With this in mind, there’s simply no denying Zuckerberg and his monopoly can rival world governments— acting as the private market nation to around two billion people, expected to uphold the spirit of a free society in easily exchanged speech and media, when reality shows the company tends to act as their users’ totalitarian dictator. Consider the recent article from Vox, penned by Zuckerberg’s former speechwriter Kate Losse, who revealed the billionaire’s former motto was along the lines of “companies over countries” — a clear opposition to the views of the average user. Polls from Axios show over 55% of the people believe Washington “does not go far enough” in its oversight of big tech companies, including a 45% plurality of Republicans who prefer an internet bill of rights protecting online free speech than don’t.

Their answer is clear, but can we say the same of Zuckerberg?

When asked by Sen. Ed Markey (D-MA) whether the CEO would support an “online-privacy bill of rights”, dictating children’s data couldn’t be exploited without the permission of parents, the billionaire favoured self-regulation: “I’m not sure if we need a law, but I think that this is certainly a thing that deserves a lot of discussion.”
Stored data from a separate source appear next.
use std::collections::HashSet;
use crate::models::{CreatePollRequest, Poll, PollId};
use crate::error::SyncError;

pub const MAX_QUESTION_LENGTH: usize = 200;
pub const MAX_OPTION_LENGTH: usize = 100;
pub const MAX_OPTIONS: usize = 20;
pub const MIN_OPTIONS: usize = 2;

#[derive(Debug, Clone, PartialEq, Eq, thiserror::Error)]
pub enum ValidationError {
    #[error("Question is required")]
    EmptyQuestion,
    #[error("Question exceeds maximum length of {MAX_QUESTION_LENGTH}")]
    QuestionTooLong,
    #[error("Option text exceeds maximum length of {MAX_OPTION_LENGTH}")]
    OptionTooLong,
    #[error("Too many options (maximum {MAX_OPTIONS})")]
    TooManyOptions,
    #[error("Too few options (minimum {MIN_OPTIONS})")]
    TooFewOptions,
    #[error("Duplicate option: {0}")]
    DuplicateOption(String),
    #[error("Empty option text")]
    EmptyOption,
}

pub fn validate_create_request(request: &CreatePollRequest) -> Result<(), ValidationError> {
    let question = request.question.trim();
    if question.is_empty() { return Err(ValidationError::EmptyQuestion); }
    if question.chars().count() > MAX_QUESTION_LENGTH { return Err(ValidationError::QuestionTooLong); }
    if request.options.len() > MAX_OPTIONS { return Err(ValidationError::TooManyOptions); }
    if request.options.len() < MIN_OPTIONS { return Err(ValidationError::TooFewOptions); }

    if request.options.iter().any(|opt| opt.trim().is_empty()) { return Err(ValidationError::EmptyOption); }
    if request.options.iter().any(|opt| opt.trim().chars().count() > MAX_OPTION_LENGTH) {
        return Err(ValidationError::OptionTooLong);
    }

    let mut seen = HashSet::new();
    for opt in &request.options {
        if !seen.insert(opt.trim().to_lowercase()) {
            return Err(ValidationError::DuplicateOption(opt.trim().to_string()));
        }
    }

    Ok(())
}

/// Rejects a server snapshot whose shape cannot be rendered for `expected`.
pub fn validate_poll(poll: &Poll, expected: PollId) -> Result<(), SyncError> {
    if poll.id != expected {
        return Err(SyncError::MalformedPoll {
            expected,
            reason: format!("response carried poll {}", poll.id),
        });
    }
    if !poll.is_consistent() {
        return Err(SyncError::MalformedPoll {
            expected,
            reason: format!("{} options but {} vote counts", poll.options.len(), poll.votes.len()),
        });
    }
    Ok(())
}

pub fn validate_option_index(poll: &Poll, index: usize) -> Result<(), SyncError> {
    if index >= poll.option_count() {
        return Err(SyncError::InvalidOption { index, count: poll.option_count() });
    }
    Ok(())
}
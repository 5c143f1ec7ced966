use rocket::{Request, catch, serde::json::Json};
use shared::ErrorResponse;

fn body(error: &str) -> Json<ErrorResponse> {
    Json(ErrorResponse { error: error.into() })
}

#[catch(400)]
pub fn bad_request(_req: &Request) -> Json<ErrorResponse> {
    body("Invalid request parameters.")
}

#[catch(404)]
pub fn not_found(req: &Request) -> Json<ErrorResponse> {
    match req.uri().path().segments().nth(1) {
        Some("poll") => body("Poll not found"),
        _ => body("The requested resource was not found."),
    }
}

#[catch(409)]
pub fn conflict(_req: &Request) -> Json<ErrorResponse> {
    body("You have already voted in this poll")
}

#[catch(422)]
pub fn unprocessable(_req: &Request) -> Json<ErrorResponse> {
    body("Malformed request body.")
}

#[catch(429)]
pub fn too_many_requests(_req: &Request) -> Json<ErrorResponse> {
    body("Rate limit exceeded. Please wait before trying again.")
}

#[catch(500)]
pub fn internal_error(_req: &Request) -> Json<ErrorResponse> {
    body("An internal server error occurred.")
}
Surely Facebook’s good behavior has never turned bad before, right? What with the suppression of footage exposing war crimes in the Middle East, the persistent suppression of Palestinian accounts exposing injustices by the Israeli regime, and the recent data scandal that caught Washington’s attention in the first place. Voters aren’t buying it, regulators aren’t buying it, and the corporate media like CNN and The New York Times won’t sell it — even when they greatly benefit from the site’s algorithm changes biased in favor of the Democratic-leaning mainstream media.

While there’s a 2014 Princeton study revealing America functions as an oligarchy, meaning the establishment only push policies that the voters want 18% of the time, it was Facebook that reminded us shocking exceptions can be made. I’m speaking of course about The Federal Trade Commission (FTC)’s decision to conduct a federal investigation into the company’s violations, specifically the 2011 settlement agreement that forbids data privacy breaches being repeated — which is exactly what happened with the whole Cambridge Analytica scandal.

Now foreign governments are jumping in on the offensive against Facebook. The Philippines National Privacy Commission recently announced they will be conducting their own investigation into the potential breach of 1.2 million users’ personal data from Phillipino users accessed by Cambridge Analytica. This was followed by announcements from Australian and Indonesian officials expected to repeat the same practice, while a U.K. Parliamentary committee has now called for the CEO to testify.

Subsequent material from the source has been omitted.